Generell geht laut Schäuble "die größte und manifesteste Bedrohung nach wie vor vom islamistischen Terrorismus aus". Deutschland sei "zum Operationsgebiet islamistischer Terroristen geworden". Dies erfordere "nicht nur die konzentrierte Wachsamkeit unserer Sicherheitsbehörden, sondern unser aller Aufmerksamkeit". Die Integration und das einvernehmliche Miteinander der hierzulande rund dreieinhalb Millionen lebenden Muslime spiele dabei eine wichtige Rolle. Angesichts eines Anstiegs der Zahl der aktiven islamistischen Organisationen in diesem Jahr auf 30 mit über 33.000 Mitgliedern sei aber auch die Prävention wichtig.
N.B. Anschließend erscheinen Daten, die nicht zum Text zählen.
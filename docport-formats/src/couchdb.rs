//! CouchDB source and destination (`couchdb://host[:port]/db`).
//!
//! The reader pages through `_all_docs?include_docs=true`, asking for one
//! row beyond the page size to learn whether another page exists and
//! continuing from the last seen id (which the next page repeats and the
//! reader drops). The writer PUTs the database first, then one PUT per
//! document; an update conflict on an existing document aborts the run.

use std::collections::VecDeque;
use std::time::Duration;

use docport_api::{DocumentReader, DocumentWriter, Error, Record, Result};
use serde::Deserialize;
use serde_json::Value;
use tracing::debug;
use url::Url;

use crate::locator::{COUCHDB_DEFAULT_PORT, couchdb_database};

/// Rows fetched per `_all_docs` request.
const PAGE_SIZE: usize = 500;
const HTTP_TIMEOUT_SECS: u64 = 30;

fn http_err(e: reqwest::Error) -> Error {
    Error::Http(e.to_string())
}

fn client() -> Result<reqwest::blocking::Client> {
    reqwest::blocking::Client::builder()
        .timeout(Duration::from_secs(HTTP_TIMEOUT_SECS))
        .build()
        .map_err(http_err)
}

/// Rewrites a `couchdb://` locator URL as the plain-http base of the
/// database, filling in the default port.
fn http_base(url: &Url) -> Result<Url> {
    let host = url
        .host_str()
        .ok_or_else(|| Error::Locator(format!("missing host in {url}")))?;
    let port = url.port().unwrap_or(COUCHDB_DEFAULT_PORT);
    let db = couchdb_database(url)?;
    Url::parse(&format!("http://{host}:{port}/{db}"))
        .map_err(|e| Error::Locator(e.to_string()))
}

fn doc_url(base: &Url, id: &str) -> Result<Url> {
    let mut url = base.clone();
    url.path_segments_mut()
        .map_err(|()| Error::Http(format!("cannot extend url {base}")))?
        .push(id);
    Ok(url)
}

fn all_docs_url(base: &Url, page_size: usize, start_from: Option<&str>) -> Result<Url> {
    let mut url = doc_url(base, "_all_docs")?;
    let mut query = url.query_pairs_mut();
    query.append_pair("include_docs", "true");
    query.append_pair("limit", &(page_size + 1).to_string());
    if let Some(id) = start_from {
        query.append_pair("startkey", &serde_json::to_string(id)?);
    }
    drop(query);
    Ok(url)
}

#[derive(Deserialize)]
struct AllDocs {
    rows: Vec<AllDocsRow>,
}

#[derive(Deserialize)]
struct AllDocsRow {
    id: String,
    doc: Option<Value>,
}

/// Converts one page of rows, dropping the leading row when it repeats
/// the continuation id.
fn page_records(rows: Vec<AllDocsRow>, skip_id: Option<&str>) -> Result<Vec<Record>> {
    let mut records = Vec::with_capacity(rows.len());
    for (index, row) in rows.into_iter().enumerate() {
        if index == 0 && skip_id == Some(row.id.as_str()) {
            continue;
        }
        let Some(Value::Object(doc)) = row.doc else {
            return Err(Error::Http(format!(
                "row for document {:?} carries no document body",
                row.id
            )));
        };
        records.push(Record::from_source(row.id, doc)?);
    }
    Ok(records)
}

/// Streams records out of a CouchDB database.
pub struct CouchDbReader {
    client: reqwest::blocking::Client,
    base: Url,
    buffer: VecDeque<Record>,
    last_id: Option<String>,
    done: bool,
}

impl CouchDbReader {
    /// Connects and verifies the database exists. Documents are fetched
    /// page by page as the iteration advances.
    pub fn open(url: &Url) -> Result<Self> {
        let client = client()?;
        let base = http_base(url)?;
        let response = client.get(base.clone()).send().map_err(http_err)?;
        let status = response.status();
        if status.as_u16() == 404 {
            return Err(Error::Source(format!("database not found: {base}")));
        }
        if !status.is_success() {
            return Err(Error::Http(format!("GET {base} returned {status}")));
        }
        Ok(Self {
            client,
            base,
            buffer: VecDeque::new(),
            last_id: None,
            done: false,
        })
    }

    fn fetch_page(&mut self) -> Result<()> {
        let url = all_docs_url(&self.base, PAGE_SIZE, self.last_id.as_deref())?;
        let response = self.client.get(url.clone()).send().map_err(http_err)?;
        let status = response.status();
        if !status.is_success() {
            return Err(Error::Http(format!("GET {url} returned {status}")));
        }
        let page: AllDocs = response.json().map_err(http_err)?;

        if page.rows.len() <= PAGE_SIZE {
            self.done = true;
        }
        let records = page_records(page.rows, self.last_id.as_deref())?;
        debug!(count = records.len(), done = self.done, "fetched page");
        if let Some(last) = records.last() {
            self.last_id = Some(last.id.clone());
        }
        self.buffer.extend(records);
        Ok(())
    }
}

impl DocumentReader for CouchDbReader {
    fn next_record(&mut self) -> Result<Option<Record>> {
        while self.buffer.is_empty() && !self.done {
            self.fetch_page()?;
        }
        Ok(self.buffer.pop_front())
    }
}

/// Writes records into a CouchDB database, creating it if necessary.
pub struct CouchDbWriter {
    client: reqwest::blocking::Client,
    base: Url,
}

impl CouchDbWriter {
    pub fn create(url: &Url) -> Result<Self> {
        let writer = Self {
            client: client()?,
            base: http_base(url)?,
        };
        writer.ensure_database()?;
        Ok(writer)
    }

    fn ensure_database(&self) -> Result<()> {
        let response = self
            .client
            .put(self.base.clone())
            .send()
            .map_err(http_err)?;
        let status = response.status();
        // 412 means the database is already there.
        if status.is_success() || status.as_u16() == 412 {
            Ok(())
        } else {
            Err(Error::Destination(format!(
                "cannot create database at {}: {status}",
                self.base
            )))
        }
    }
}

impl DocumentWriter for CouchDbWriter {
    fn write(&mut self, record: &Record) -> Result<()> {
        let url = doc_url(&self.base, &record.id)?;
        let response = self
            .client
            .put(url.clone())
            .json(&record.value)
            .send()
            .map_err(http_err)?;
        let status = response.status();
        if status.as_u16() == 409 {
            return Err(Error::Destination(format!(
                "document {:?} already exists in the destination database",
                record.id
            )));
        }
        if !status.is_success() {
            return Err(Error::Destination(format!("PUT {url} returned {status}")));
        }
        Ok(())
    }
}

#[cfg(test)]
mod tests {
    use super::*;
    use serde_json::json;

    fn base() -> Url {
        http_base(&Url::parse("couchdb://db.example.com/beers").unwrap()).unwrap()
    }

    #[test]
    fn http_base_fills_in_the_default_port() {
        assert_eq!(base().as_str(), "http://db.example.com:5984/beers");

        let explicit = Url::parse("couchdb://db.example.com:1984/beers").unwrap();
        assert_eq!(
            http_base(&explicit).unwrap().as_str(),
            "http://db.example.com:1984/beers"
        );
    }

    #[test]
    fn first_page_url_has_no_continuation_key() {
        let url = all_docs_url(&base(), 2, None).unwrap();
        assert_eq!(
            url.as_str(),
            "http://db.example.com:5984/beers/_all_docs?include_docs=true&limit=3"
        );
    }

    #[test]
    fn continuation_key_is_json_quoted() {
        let url = all_docs_url(&base(), 2, Some("beer_42")).unwrap();
        assert!(url.as_str().ends_with("&startkey=%22beer_42%22"));
    }

    #[test]
    fn doc_urls_keep_design_ids_one_segment() {
        let url = doc_url(&base(), "_design/views").unwrap();
        assert_eq!(
            url.as_str(),
            "http://db.example.com:5984/beers/_design%2Fviews"
        );
    }

    fn row(id: &str, doc: Value) -> AllDocsRow {
        AllDocsRow {
            id: id.to_string(),
            doc: Some(doc),
        }
    }

    #[test]
    fn page_records_drops_the_continuation_row() {
        let rows = vec![
            row("a", json!({"_id": "a", "_rev": "1-x", "n": 1})),
            row("b", json!({"_id": "b", "_rev": "1-y", "n": 2})),
        ];
        let records = page_records(rows, Some("a")).unwrap();
        assert_eq!(records.len(), 1);
        assert_eq!(records[0].id, "b");
        assert_eq!(records[0].value.get("_rev"), None);
        assert_eq!(records[0].value["n"], json!(2));
    }

    #[test]
    fn page_records_only_skips_a_matching_leader() {
        let rows = vec![row("b", json!({})), row("c", json!({}))];
        let records = page_records(rows, Some("a")).unwrap();
        assert_eq!(records.len(), 2);
    }

    #[test]
    fn rows_without_a_body_are_an_error() {
        let rows = vec![AllDocsRow {
            id: "a".to_string(),
            doc: None,
        }];
        assert!(matches!(page_records(rows, None), Err(Error::Http(_))));
    }
}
Dass Deutschland "im Fokus" stehe, würden etwa die im März und November 2007 im Internet veröffentlichten Drohvideos der al-Qaida nahestehenden Globalen Islamischen Medienfront (GIMF) verdeutlichen.
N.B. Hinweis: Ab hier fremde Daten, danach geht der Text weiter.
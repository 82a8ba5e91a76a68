use docport_formats::layout::{Subtree, mangle, route_id};
use proptest::prelude::*;

proptest! {
    #![proptest_config(ProptestConfig::with_cases(1000))]

    #[test]
    fn mangled_ids_never_contain_path_separators(id in "\\PC*") {
        let mangled = mangle(&id);
        prop_assert!(!mangled.contains('/'));
        prop_assert!(!mangled.contains('\\'));
    }

    #[test]
    fn routing_always_yields_a_usable_file_stem(id in "\\PC+") {
        let (_, stem) = route_id(&id);
        prop_assert!(!stem.is_empty());
        prop_assert!(!stem.contains('/'));
        prop_assert!(!stem.contains('\\'));
        prop_assert!(stem != "." && stem != "..");
    }

    #[test]
    fn design_ids_restore_their_prefix(rest in "[a-z0-9/_]{1,24}") {
        let (subtree, stem) = route_id(&format!("_design/{rest}"));
        prop_assert_eq!(subtree, Subtree::DesignDocs);
        prop_assert_eq!(subtree.restore_id(&stem), format!("_design/{}", mangle(&rest)));
    }
}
Als weiteren besonderen Schwerpunkt der Arbeit der Staatsschützer bezeichnete Schäuble die Beobachtung des Rechtsextremismus in all seinen Ausprägungen. "Wir werden geistige rechtsextreme Brandstifter mit allen Mitteln des Rechtsstaates bekämpfen", erklärte der Minister. Erstaunt zeigte er sich, dass selbst der Nationalismus inzwischen international operiere. Das reiche von polnischen Neonazis bis hin zu einer Fraktion der Rechtsextremen im EU-Parlament.
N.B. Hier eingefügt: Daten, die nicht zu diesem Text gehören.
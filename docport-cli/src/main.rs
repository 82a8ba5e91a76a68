//! docport command line.
//!
//! Copies every document from one store to another:
//!
//! ```text
//! docport --source couchdb://localhost:5984/beers --destination zip://beers.zip
//! docport -s json:dump.jsonl -d dir://backup --expand
//! ```

use std::io::IsTerminal;
use std::process;
use std::time::Duration;

use anyhow::{Context, Result};
use clap::Parser;
use indicatif::{ProgressBar, ProgressStyle};

use docport::{
    Locator, MigrateStats, migrate_with_progress, open_expanded_writer, open_reader, open_writer,
};

#[derive(Parser)]
#[command(name = "docport")]
#[command(
    about = "Copies documents between CouchDB, CSV, JSON Lines, directories and ZIP archives",
    long_about = None
)]
struct Cli {
    /// Store to read from: couchdb://host[:port]/db, csv:file, json:file,
    /// dir://directory or zip://archive
    #[arg(long, short)]
    source: Locator,

    /// Store to write to, same notation as --source
    #[arg(long, short)]
    destination: Locator,

    /// Write each document as a file tree, one file per leaf value
    /// (dir and zip destinations only)
    #[arg(long, default_value_t = false)]
    expand: bool,

    /// Suppress the progress spinner
    #[arg(short, long, default_value_t = false)]
    quiet: bool,

    /// Log level used when RUST_LOG is not set
    #[arg(long, default_value = "warn")]
    log_level: String,
}

fn main() {
    let cli = Cli::parse();
    init_logging(&cli.log_level);

    match run(&cli) {
        Ok(stats) => {
            println!(
                "✅ Copied {} documents ({} design) from {} to {} in {:.2}s",
                stats.total(),
                stats.design_documents,
                cli.source,
                cli.destination,
                stats.duration_secs
            );
        }
        Err(e) => {
            eprintln!("❌ Migration failed: {e:#}");
            process::exit(1);
        }
    }
}

fn run(cli: &Cli) -> Result<MigrateStats> {
    let reader =
        open_reader(&cli.source).with_context(|| format!("cannot open source {}", cli.source))?;
    let writer = if cli.expand {
        open_expanded_writer(&cli.destination)
    } else {
        open_writer(&cli.destination)
    }
    .with_context(|| format!("cannot open destination {}", cli.destination))?;

    let spinner = progress_spinner(cli.quiet);
    let stats = migrate_with_progress(reader, writer, |record| {
        spinner.inc(1);
        spinner.set_message(record.id.clone());
    })?;
    spinner.finish_and_clear();

    Ok(stats)
}

/// Spinner on stderr; document counts are unknown up front, so there is
/// no bar to fill.
fn progress_spinner(quiet: bool) -> ProgressBar {
    if quiet || !std::io::stderr().is_terminal() {
        return ProgressBar::hidden();
    }
    let spinner = ProgressBar::new_spinner();
    spinner.set_style(
        ProgressStyle::default_spinner()
            .template("{spinner:.green} {pos} documents {msg}")
            .unwrap(),
    );
    spinner.enable_steady_tick(Duration::from_millis(100));
    spinner
}

/// Initialize logging based on log level
fn init_logging(level: &str) {
    use tracing_subscriber::{EnvFilter, fmt, prelude::*};

    let filter = EnvFilter::try_from_default_env()
        .or_else(|_| EnvFilter::try_new(level))
        .unwrap_or_else(|_| EnvFilter::new("warn"));

    tracing_subscriber::registry()
        .with(fmt::layer())
        .with(filter)
        .try_init()
        .ok(); // Ignore error if already initialized
}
"Auch das Internet wird von ihnen intensiv genutzt", ergänzte Schäuble. Der Bericht meldet eine hohe Fluktuation rechtsextremer Propaganda-Webseiten. Während der Verfassungsschutz im vergangenen Jahr 250 neue entsprechende Internetpräsenzen festgestellt habe, sei die gleiche Menge aus dem Netz verschwunden. Die Gesamtzahl einschlägiger rechtsextremer Online-Auftritte stagniere so bei etwa 1000. Zudem habe die Szene damit begonnen, eigene Videoplattformen zur Verbreitung ihrer Filme aufzubauen. Die Zahl der neonazistischen Demonstrationen sei dagegen auf 66 von 145 im Vorjahr zurückgegangen. Der Bericht vermerkt auch eine Senkung der rechts motivierten Straftaten um 2,4 Prozent auf 17.176 sowie der Gewalttaten um 6,4 Prozent auf 980.
Der "organisierte Linksextremismus" hat sich nach Angaben Schäubles "nur unwesentlich verändert". Dem Bericht nach stieg die Zahl der politisch links motivierten Straftaten von 2369 im Jahr 2006 auf 2765, darunter waren 833 Gewalttaten (2006: 862). Ein erheblicher Teil davon sei gegen Anhänger der rechten Szene gerichtet, beklagte der Minister ein gegenseitiges Hochschaukeln, wie dies etwa auch bei Demonstrationen am 1. Mai in Hamburg zu beobachten gewesen sei. Weiter monierte Schäuble, dass die 2005 gestartete "militante Kampagne" gegen den G8-Gipfel 2007 mit 15 Brandanschlägen mit zum Teil erheblichen Sachschäden fortgesetzt worden sei. Die Ereignisse würden zeigen, "dass der Linksextremismus weiterhin in der Lage ist, größere Mengen an Anhängern zu mobilisieren".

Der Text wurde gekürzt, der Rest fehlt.